- **DIRECTIONS FOR THIS TASK**:
Filter the material below so that only lines containing "SweepError" remain.

- **INFORMATION SHOWN**:
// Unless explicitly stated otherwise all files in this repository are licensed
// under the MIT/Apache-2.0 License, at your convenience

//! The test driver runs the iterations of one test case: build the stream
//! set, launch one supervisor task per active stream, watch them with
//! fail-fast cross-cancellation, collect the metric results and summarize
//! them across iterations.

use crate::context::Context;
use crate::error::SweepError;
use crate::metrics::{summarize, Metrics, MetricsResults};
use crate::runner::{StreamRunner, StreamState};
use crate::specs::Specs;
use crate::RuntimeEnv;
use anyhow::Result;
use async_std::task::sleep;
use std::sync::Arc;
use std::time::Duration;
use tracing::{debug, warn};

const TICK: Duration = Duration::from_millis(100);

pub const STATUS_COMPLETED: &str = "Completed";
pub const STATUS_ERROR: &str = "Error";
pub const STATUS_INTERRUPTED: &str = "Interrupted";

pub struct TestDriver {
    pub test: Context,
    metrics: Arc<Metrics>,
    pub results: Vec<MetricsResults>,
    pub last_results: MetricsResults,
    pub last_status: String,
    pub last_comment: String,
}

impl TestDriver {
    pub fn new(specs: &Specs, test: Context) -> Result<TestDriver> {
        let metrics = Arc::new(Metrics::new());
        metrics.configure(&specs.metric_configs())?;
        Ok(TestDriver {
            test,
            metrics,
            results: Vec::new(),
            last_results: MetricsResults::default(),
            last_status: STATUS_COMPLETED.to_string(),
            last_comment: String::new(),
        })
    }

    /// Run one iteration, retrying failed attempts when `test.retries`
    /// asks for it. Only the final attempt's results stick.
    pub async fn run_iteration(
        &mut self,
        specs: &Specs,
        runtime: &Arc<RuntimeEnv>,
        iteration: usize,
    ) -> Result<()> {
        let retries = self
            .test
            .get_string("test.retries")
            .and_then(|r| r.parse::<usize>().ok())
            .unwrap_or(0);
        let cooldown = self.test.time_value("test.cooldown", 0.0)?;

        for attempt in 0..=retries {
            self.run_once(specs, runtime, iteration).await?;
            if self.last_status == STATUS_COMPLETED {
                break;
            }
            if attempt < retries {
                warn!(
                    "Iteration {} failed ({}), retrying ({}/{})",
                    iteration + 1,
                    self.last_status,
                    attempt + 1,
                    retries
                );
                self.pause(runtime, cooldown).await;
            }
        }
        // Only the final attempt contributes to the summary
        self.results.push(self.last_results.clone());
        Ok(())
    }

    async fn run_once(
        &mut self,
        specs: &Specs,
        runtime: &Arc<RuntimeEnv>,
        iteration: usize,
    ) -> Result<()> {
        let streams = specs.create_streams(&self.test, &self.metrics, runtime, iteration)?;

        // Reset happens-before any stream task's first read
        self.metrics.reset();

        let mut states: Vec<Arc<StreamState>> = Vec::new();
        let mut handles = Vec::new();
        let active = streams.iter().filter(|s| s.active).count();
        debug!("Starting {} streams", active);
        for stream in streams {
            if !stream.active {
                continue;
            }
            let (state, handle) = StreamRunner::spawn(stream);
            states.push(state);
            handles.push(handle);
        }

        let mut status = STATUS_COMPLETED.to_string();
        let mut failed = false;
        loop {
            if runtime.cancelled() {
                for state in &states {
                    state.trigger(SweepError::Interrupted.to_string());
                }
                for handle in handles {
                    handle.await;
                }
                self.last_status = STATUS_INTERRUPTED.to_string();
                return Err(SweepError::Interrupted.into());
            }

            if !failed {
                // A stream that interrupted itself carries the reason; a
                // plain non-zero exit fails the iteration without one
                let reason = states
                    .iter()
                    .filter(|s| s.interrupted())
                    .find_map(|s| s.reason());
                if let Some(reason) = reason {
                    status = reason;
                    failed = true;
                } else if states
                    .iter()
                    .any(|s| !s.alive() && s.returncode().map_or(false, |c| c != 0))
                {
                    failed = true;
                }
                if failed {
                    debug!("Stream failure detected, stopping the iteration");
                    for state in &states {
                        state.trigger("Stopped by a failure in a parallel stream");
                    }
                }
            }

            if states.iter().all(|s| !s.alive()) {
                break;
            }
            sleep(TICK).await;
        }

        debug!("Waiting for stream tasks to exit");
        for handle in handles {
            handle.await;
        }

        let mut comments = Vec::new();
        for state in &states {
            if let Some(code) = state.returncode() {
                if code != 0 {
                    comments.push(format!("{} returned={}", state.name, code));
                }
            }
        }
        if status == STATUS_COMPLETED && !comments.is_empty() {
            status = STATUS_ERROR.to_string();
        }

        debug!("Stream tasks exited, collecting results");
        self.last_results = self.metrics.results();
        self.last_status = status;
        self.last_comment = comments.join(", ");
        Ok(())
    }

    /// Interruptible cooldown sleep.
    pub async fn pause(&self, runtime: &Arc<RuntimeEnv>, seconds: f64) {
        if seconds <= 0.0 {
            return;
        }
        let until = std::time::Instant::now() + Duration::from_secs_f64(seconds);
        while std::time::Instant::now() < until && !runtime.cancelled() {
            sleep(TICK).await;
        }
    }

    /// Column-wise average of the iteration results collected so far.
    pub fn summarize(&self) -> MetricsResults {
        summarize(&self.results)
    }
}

- **YOUR RESPONSE**:
use crate::error::SweepError;
                    state.trigger(SweepError::Interrupted.to_string());
                return Err(SweepError::Interrupted.into());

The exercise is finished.